According to CreativeFuture, a pro-copyright coalition of more than 560 companies and organizations, Plex – which is basically a pretty media player – is helping to fan the flames of piracy. While there are some exceptions which we’ll come to shortly, people generally need to be in physical possession of movies or TV shows to watch them using Plex, with torrents providing the necessary material.
“[T]he problem now finds itself on a dangerous precipice where it could easily slip right back into becoming a crisis again, as it was in the mid-2000s – before streaming was all the rage,”
Creative Future writes.
“Thanks to a rapidly growing media application called Plex, torrent-based piracy is back in vogue, and better than ever (for criminals who have no problem with profiting from content that doesn’t belong to them, that is).”
To set the scene, that Plex is some kind of ‘rogue’ application, CreativeFuture (CF) aligns the media player with another piece of software, one that has also suffered reputational damage as a result of its users’ activities. The choice of adjective to describe both is particularly interesting.
“To understand what Plex is and how it functions, it is helpful to look at Kodi – another dangerous digital media player that we have written about repeatedly here at CreativeFuture,”
In this respect, CF claims that like “most” tech platforms, Plex is doing what it can to avoid accountability.
“In turning a blind eye to its piracy problem, Plex has joined the ranks of internet heavyweights who refuse to take responsibility for the criminal behavior on their platforms,”
the copyright coalition notes.
“With heightened scrutiny on the biggest platforms, lawmakers across the country, and abroad, have increasingly demonstrated less tolerance for tech companies that sidestep law and order in their relentless quest for user growth.”
Quite what CF believes Plex should do isn’t covered. If we take current industry strategies as a benchmark, we might guess that the organization would encourage the use of some kind of pro-active filtering mechanism, which would prevent Plex users from adding potentially infringing material to their own computers.
Of course, that would mean massive implications for end-user privacy, almost impossible calculations to determine who is allowed to add content to a library within the law in multiple jurisdictions, plus an inevitable backlash and migration to other platforms that reject such intrusions. It would also require the company behind Plex to get deeply involved and therefore acquire ‘knowledge’ of infringing user behavior, something that raises all kinds of red flags.

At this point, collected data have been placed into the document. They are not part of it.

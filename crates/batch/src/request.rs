//! Turning user input into a batch that can be scanned.

use crate::Filter;
use crate::error::{ErrorKind, Result};
use dtz_store::{DocumentStore, Identity, IdentityProvider, ImageRecord, UploadRange, file_title};
use dtz_zone::ZonePair;
use tracing::instrument;

/// Raw user input, as typed. Every field is trimmed before use, and blank
/// fields count as absent.
#[derive(Debug, Clone, Default, PartialEq, Eq)]
pub struct RequestInput {
    /// First file of the range: a file name, `File:` title or page URL.
    pub first: Option<String>,
    /// Last file of the range; defaults to `first`.
    pub last: Option<String>,
    /// Zone the camera clock was set to.
    pub camera: Option<String>,
    /// Zone where the photos were taken.
    pub location: Option<String>,
    pub author: Option<String>,
    pub model: Option<String>,
}

/// Everything a scan needs, validated.
#[derive(Debug, Clone, PartialEq, Eq)]
pub struct BatchRequest {
    pub identity: Identity,
    pub range: UploadRange,
    pub zones: ZonePair,
    pub author: Option<Filter>,
    pub model: Option<Filter>,
}

/// Validated input that needs no remote calls.
struct LocalInput {
    first: String,
    last: String,
    zones: ZonePair,
    author: Option<Filter>,
    model: Option<Filter>,
}

impl RequestInput {
    fn validate(&self) -> Result<LocalInput> {
        let zones = ZonePair::parse(self.camera.as_deref(), self.location.as_deref())
            .map_err(|err| {
                let reason = err.to_string();
                err.raise(ErrorKind::InvalidRequest(reason))
            })?;
        let title = |input: &Option<String>| -> Result<Option<String>> {
            match input {
                Some(input) => file_title(input).map_err(|err| {
                    let reason = err.to_string();
                    err.raise(ErrorKind::InvalidRequest(reason))
                }),
                None => Ok(None),
            }
        };
        let (first, last) = match (title(&self.first)?, title(&self.last)?) {
            (Some(first), Some(last)) => (first, last),
            (Some(only), None) | (None, Some(only)) => (only.clone(), only),
            (None, None) => exn::bail!(ErrorKind::InvalidRequest("Please supply at least one file name.".to_string())),
        };
        let filter = |input: &Option<String>| input.as_deref().and_then(Filter::new);
        Ok(LocalInput {
            first,
            last,
            zones,
            author: filter(&self.author),
            model: filter(&self.model),
        })
    }
}

/// Upload time and uploader of a boundary file.
fn boundary(record: &ImageRecord) -> Result<(&str, &str)> {
    match (record.upload_time.as_deref(), record.user.as_deref()) {
        (Some(upload_time), Some(user)) => Ok((upload_time, user)),
        _ => exn::bail!(ErrorKind::Lookup(format!("no upload information for {}", record.title))),
    }
}

impl BatchRequest {
    /// Validates `input`, resolves the caller's identity, and looks up the
    /// two boundary files.
    ///
    /// Input that can be checked locally is checked before any remote call;
    /// identity is the first remote call, so an unusable credential fails the
    /// batch before any file is looked up.
    #[instrument(skip_all)]
    pub async fn resolve(
        store: &dyn DocumentStore,
        identity: &dyn IdentityProvider,
        input: &RequestInput,
    ) -> Result<Self> {
        let local = input.validate()?;
        let identity = match identity.resolve_identity().await {
            Ok(identity) => identity,
            Err(err) => {
                let reason = err.to_string();
                return Err(err.raise(ErrorKind::Identity(reason)));
            },
        };
        tracing::info!(user = %identity.username, "Resolved identity");

        let titles = [local.first, local.last];
        let records = match store.query_by_title(&titles).await {
            Ok(records) => records,
            Err(err) => {
                let reason = err.to_string();
                return Err(err.raise(ErrorKind::Lookup(reason)));
            },
        };
        // Asking for the same file twice yields a single record.
        let (Some(first), Some(last)) = (records.first(), records.last()) else {
            exn::bail!(ErrorKind::Lookup("Empty pages array when requesting imageinfo.".to_string()));
        };
        let (first_time, first_user) = boundary(first)?;
        let (last_time, last_user) = boundary(last)?;
        if first_user != last_user {
            exn::bail!(ErrorKind::InvalidRequest("Two files must be uploaded by the same user.".to_string()));
        }
        let range = UploadRange::new(first_user, first_time, last_time);
        tracing::debug!(?range, zones = ?local.zones, "Resolved batch request");
        Ok(Self {
            identity,
            range,
            zones: local.zones,
            author: local.author,
            model: local.model,
        })
    }
}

“Over time, we’ll be adding more stuff from different studios and creators — from Oscar-winning Hollywood movies to the latest from India, Russia, China, Japan, Africa, Latin America, Australia, New Zealand, and Europe to really cool independent movies fresh off the festival circuit,”
the company said.
That Plex now finds itself in the firing line isn’t really a surprise – if Reddit is a “notorious” enabler of piracy, then any company with end users could find itself tarred with the same brush. TorrentFreak contacted the software developer for its opinion on the latest set of claims but at the time of publication, Plex chose to remain silent.